Forest City Ratner has long had a close relationship with Silver and with the Met Council, and Silver has long delivered for Ratner. In 2006, Silver green-lighted the Atlantic Yards project from his position on the Public Authorities Control Board, the "three men in a room" body that earlier killed the proposed West Side Stadium.

In 2007, intervention by Silver and others into an ongoing reform of a tax break known as 421-a enabled Ratner's Atlantic Yards, alone among projects, to retain the tax break even in buildings that included no subsidized housing.

Meanwhile, despite enormous controversy over Atlantic Yards, the Silver-controlled Assembly has kept hands off; the only oversight hearing emerged in 2009 when the state Senate was briefly in Democratic hands.

Ratner in turn has rewarded Silver. In January 2008, his company gave $58,420, to the Democratic Assembly Housekeeping Committee, essentially a slush fund for party activities. That gift was cited by civic watchdogs as an argument for campaign finance reform.

Ratner and Silver also converge at the Met Council. In August 2008, Ratner helped raise $1 million for the organization and was honored at a luncheon attended by several elected officials; Silver presented Ratner with what a Met Council press release called a "beautifully decorated charity box." One of the Rapfogels' three sons, Michael, works on government relations for Forest City Ratner.

Business trumps all

For Ratner, business considerations have always trumped ideology. According to an interview in the Jewish Voice, "Ratner is a staunch Democrat and liberal and cannot imagine people, especially Jews, who are not."

However, in November 2010, Ratner wrote a check for $7500 to the New York State Senate Republican Campaign Committee, ensuring smooth relations with the party that controls the legislature's second chamber.

Bruce Ratner's brother Michael Ratner, the eminent human rights lawyer, and his wife, live in Greenwich Village, but have made campaign contributions to Brooklyn political hacks, using Forest City Ratner's Brooklyn office as the return address. (When I first wrote about this, Michael Ratner wouldn't comment.)

Seward Park faces the music

So maybe this concert isn't just a concert.

It's notable that this first Barclays Center event with a charitable focus, will benefit the Met Council rather than an organization in Central Brooklyn, the base for the groups--reflecting mostly black constituencies--that signed the controversial Community Benefits Agreement regarding Atlantic Yards. As part of that agreement, Forest City agreed to hold ten events at the arena, with proceeds going to charity.

Forest City might even wind up partnering with the Met Council on the Seward Park project; the organization describes itself as "one of New York City’s premier developers of low-income senior housing and a top choice of private developers to partner with in building inclusionary housing."

We won't know until May, at least.

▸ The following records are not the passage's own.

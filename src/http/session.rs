//! Session operations abstraction
//!
//! The TCP driver talks to sockets through `SessionOps` so the connection
//! loop never touches a raw stream directly. `FdSessionOps` is the plain
//! TCP implementation: `libc::poll` for readiness and `socket2` for the
//! socket options a hard abort needs.

use super::{Error, Result};
use socket2::SockRef;
use std::io::{self, Read, Write};
use std::net::{Shutdown, SocketAddr, TcpStream};
use std::os::fd::AsRawFd;
use std::time::Duration;

/// Session operations trait
///
/// Operations the connection driver performs on a session.
pub trait SessionOps {
    /// Poll the session for events
    ///
    /// Returns true if the session is ready for the requested operation
    fn poll(&self, events: PollEvents, timeout: Option<Duration>) -> Result<bool>;

    /// Read data from the session; `Ok(0)` means the peer closed
    fn read(&mut self, buf: &mut [u8]) -> Result<usize>;

    /// Write data to the session
    ///
    /// A non-blocking session reports a full send buffer as an I/O error
    /// of kind `WouldBlock`.
    fn write(&mut self, buf: &[u8]) -> Result<usize>;

    /// Switch reads and writes between blocking and non-blocking
    fn set_nonblocking(&mut self, nonblocking: bool) -> Result<()>;

    /// Close the session cleanly
    fn close(&mut self) -> Result<()>;

    /// Tear the session down immediately, discarding unsent data
    fn abort(&mut self) -> Result<()>;

    /// Address of the remote end
    fn peer_addr(&self) -> Option<SocketAddr>;

    /// Address of the local end
    fn local_addr(&self) -> Option<SocketAddr>;
}

/// Poll events
#[derive(Debug, Clone, Copy, PartialEq, Eq)]
pub enum PollEvents {
    Read,
    Write,
    Both,
}

/// Plain file descriptor session operations
pub struct FdSessionOps {
    stream: TcpStream,
}

impl FdSessionOps {
    /// Create a new FD session operations from a TCP stream
    pub fn new(stream: TcpStream) -> Self {
        FdSessionOps { stream }
    }

    /// Get a reference to the underlying stream
    pub fn stream(&self) -> &TcpStream {
        &self.stream
    }
}

impl SessionOps for FdSessionOps {
    fn poll(&self, events: PollEvents, timeout: Option<Duration>) -> Result<bool> {
        use libc::{poll, pollfd, POLLIN, POLLOUT};

        let mut pfd = pollfd {
            fd: self.stream.as_raw_fd(),
            events: match events {
                PollEvents::Read => POLLIN,
                PollEvents::Write => POLLOUT,
                PollEvents::Both => POLLIN | POLLOUT,
            },
            revents: 0,
        };

        let timeout_ms = timeout
            .map(|d| d.as_millis().min(i32::MAX as u128) as i32)
            .unwrap_or(-1); // -1 = infinite

        // SAFETY: pfd is a valid pollfd for the duration of the call
        let result = unsafe { poll(&mut pfd as *mut pollfd, 1, timeout_ms) };

        if result < 0 {
            let err = io::Error::last_os_error();
            if err.kind() == io::ErrorKind::Interrupted {
                return Ok(false);
            }
            return Err(Error::Io(err));
        }

        Ok(result > 0)
    }

    fn read(&mut self, buf: &mut [u8]) -> Result<usize> {
        self.stream.read(buf).map_err(Error::from)
    }

    fn write(&mut self, buf: &[u8]) -> Result<usize> {
        self.stream.write(buf).map_err(Error::from)
    }

    fn set_nonblocking(&mut self, nonblocking: bool) -> Result<()> {
        self.stream.set_nonblocking(nonblocking).map_err(Error::from)
    }

    fn close(&mut self) -> Result<()> {
        match self.stream.shutdown(Shutdown::Both) {
            Err(e) if e.kind() != io::ErrorKind::NotConnected => Err(Error::from(e)),
            _ => Ok(()),
        }
    }

    fn abort(&mut self) -> Result<()> {
        // Linger of zero turns the close into an RST
        SockRef::from(&self.stream).set_linger(Some(Duration::ZERO))?;
        self.close()
    }

    fn peer_addr(&self) -> Option<SocketAddr> {
        self.stream.peer_addr().ok()
    }

    fn local_addr(&self) -> Option<SocketAddr> {
        self.stream.local_addr().ok()
    }
}
//! HTTP building blocks shared by the HTTP/2 server
//!
//! This module holds the protocol-neutral pieces: header collections,
//! request/response messages and the session operations abstraction used
//! to drive sockets. The HTTP/2 machinery lives in [`h2`].
//!
//! # Architecture
//!
//! - `SessionOps` trait defines socket operations (poll, read, write, close, abort)
//! - `FdSessionOps` implements it for plain TCP
//! - `HttpRequest` / `HttpResponse` are what request handlers see and return
//!
//! # Examples
//!
//! ```no_run
//! use h2channel::http::{HttpRequest, HttpResponse, Status};
//! use h2channel::http::h2::{ConnectionConfig, H2Server};
//!
//! let server = H2Server::bind("127.0.0.1:8080", ConnectionConfig::default()).unwrap();
//! server
//!     .serve(|request: &HttpRequest| {
//!         HttpResponse::builder()
//!             .status(Status::OK)
//!             .header("content-type", "text/plain")
//!             .body(format!("you asked for {}", request.path()).into_bytes())
//!             .build()
//!     })
//!     .unwrap();
//! ```

pub mod h2;
pub mod headers;
pub mod message;
pub mod session;

pub use headers::Headers;
pub use message::{HttpRequest, HttpResponse, HttpResponseBuilder, Method, Status, HTTP2_VERSION};
pub use session::{FdSessionOps, PollEvents, SessionOps};

/// Result type for HTTP operations
pub type Result<T> = std::result::Result<T, Error>;

/// HTTP operation errors
#[derive(Debug, thiserror::Error)]
pub enum Error {
    #[error("I/O error: {0}")]
    Io(#[from] std::io::Error),

    #[error("Invalid HTTP method: {0}")]
    InvalidMethod(String),

    #[error("Invalid HTTP status: {0}")]
    InvalidStatus(String),

    #[error("Invalid header: {0}")]
    InvalidHeader(String),

    #[error("Connection closed")]
    ConnectionClosed,
}

/// Maximum number of header fields kept per message
pub const MAX_HEADERS: usize = 128;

But whether Forest City responds to the RFP solo or with a partner, the cantorial concert at the Barclays Center might be seen not merely as a reflection of Jewish culture but also as lobbying in a different guise.

Caution from The Lo-Down

Lower East Side blogger Ed Litvak suggests caution:
A couple of points worth making. First, Silver has no direct role to play in the awarding of the Seward Park contracts, though there’s always been a widespread belief that he has influence over practically everything that happens on the Lower East Side. Second, it’s not known for certain that Ratner is preparing a bid.